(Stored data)
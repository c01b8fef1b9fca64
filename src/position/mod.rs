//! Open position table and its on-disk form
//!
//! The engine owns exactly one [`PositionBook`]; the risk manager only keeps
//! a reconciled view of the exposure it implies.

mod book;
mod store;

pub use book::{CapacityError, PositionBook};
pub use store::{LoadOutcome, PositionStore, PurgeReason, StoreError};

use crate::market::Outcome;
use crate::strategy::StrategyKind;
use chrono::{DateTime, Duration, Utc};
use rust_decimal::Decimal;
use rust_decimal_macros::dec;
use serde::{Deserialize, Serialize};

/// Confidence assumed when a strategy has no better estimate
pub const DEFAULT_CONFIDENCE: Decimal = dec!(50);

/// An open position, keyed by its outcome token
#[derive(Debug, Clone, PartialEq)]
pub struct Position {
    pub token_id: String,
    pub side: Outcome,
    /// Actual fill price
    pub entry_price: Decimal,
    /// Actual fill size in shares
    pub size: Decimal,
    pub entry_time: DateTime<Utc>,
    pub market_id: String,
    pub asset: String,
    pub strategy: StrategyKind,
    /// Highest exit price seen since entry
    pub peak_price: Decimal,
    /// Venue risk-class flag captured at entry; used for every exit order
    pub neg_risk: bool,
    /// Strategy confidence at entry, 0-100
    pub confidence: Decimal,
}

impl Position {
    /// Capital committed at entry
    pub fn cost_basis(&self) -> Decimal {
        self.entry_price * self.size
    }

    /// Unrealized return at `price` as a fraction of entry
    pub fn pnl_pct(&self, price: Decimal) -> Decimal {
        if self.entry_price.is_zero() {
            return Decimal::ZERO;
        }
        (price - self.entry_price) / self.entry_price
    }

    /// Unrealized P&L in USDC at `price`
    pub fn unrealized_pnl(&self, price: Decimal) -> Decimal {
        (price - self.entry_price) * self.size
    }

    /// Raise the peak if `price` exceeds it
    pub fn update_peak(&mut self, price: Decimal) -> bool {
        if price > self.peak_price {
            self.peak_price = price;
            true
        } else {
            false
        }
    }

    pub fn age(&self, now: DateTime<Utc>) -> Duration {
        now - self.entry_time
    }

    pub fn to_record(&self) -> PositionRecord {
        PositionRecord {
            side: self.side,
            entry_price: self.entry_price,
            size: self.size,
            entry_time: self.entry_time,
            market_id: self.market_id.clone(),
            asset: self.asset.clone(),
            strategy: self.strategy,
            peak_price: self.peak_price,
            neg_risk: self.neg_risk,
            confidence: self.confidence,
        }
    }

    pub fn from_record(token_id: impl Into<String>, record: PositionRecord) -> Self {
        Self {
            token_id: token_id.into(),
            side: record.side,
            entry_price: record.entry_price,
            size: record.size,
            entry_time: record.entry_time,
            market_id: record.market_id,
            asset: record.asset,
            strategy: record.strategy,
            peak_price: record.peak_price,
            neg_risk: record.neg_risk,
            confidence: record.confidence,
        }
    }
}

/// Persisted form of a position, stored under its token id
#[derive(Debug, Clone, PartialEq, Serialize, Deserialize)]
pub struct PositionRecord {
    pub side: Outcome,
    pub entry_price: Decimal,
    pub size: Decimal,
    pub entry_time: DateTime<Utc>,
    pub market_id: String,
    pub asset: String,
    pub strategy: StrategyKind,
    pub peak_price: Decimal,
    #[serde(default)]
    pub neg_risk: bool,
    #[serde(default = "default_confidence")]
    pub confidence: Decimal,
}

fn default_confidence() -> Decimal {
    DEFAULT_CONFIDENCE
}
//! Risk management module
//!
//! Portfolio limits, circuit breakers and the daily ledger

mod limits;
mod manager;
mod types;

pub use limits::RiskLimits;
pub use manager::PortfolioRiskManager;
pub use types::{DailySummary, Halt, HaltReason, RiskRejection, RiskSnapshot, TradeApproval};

**TRY IT:**
Which lines of the data include the word "manager"? Copy each one.

**RESPONSE:**
//! The engine owns exactly one [`PositionBook`]; the risk manager only keeps
mod manager;
pub use manager::PortfolioRiskManager;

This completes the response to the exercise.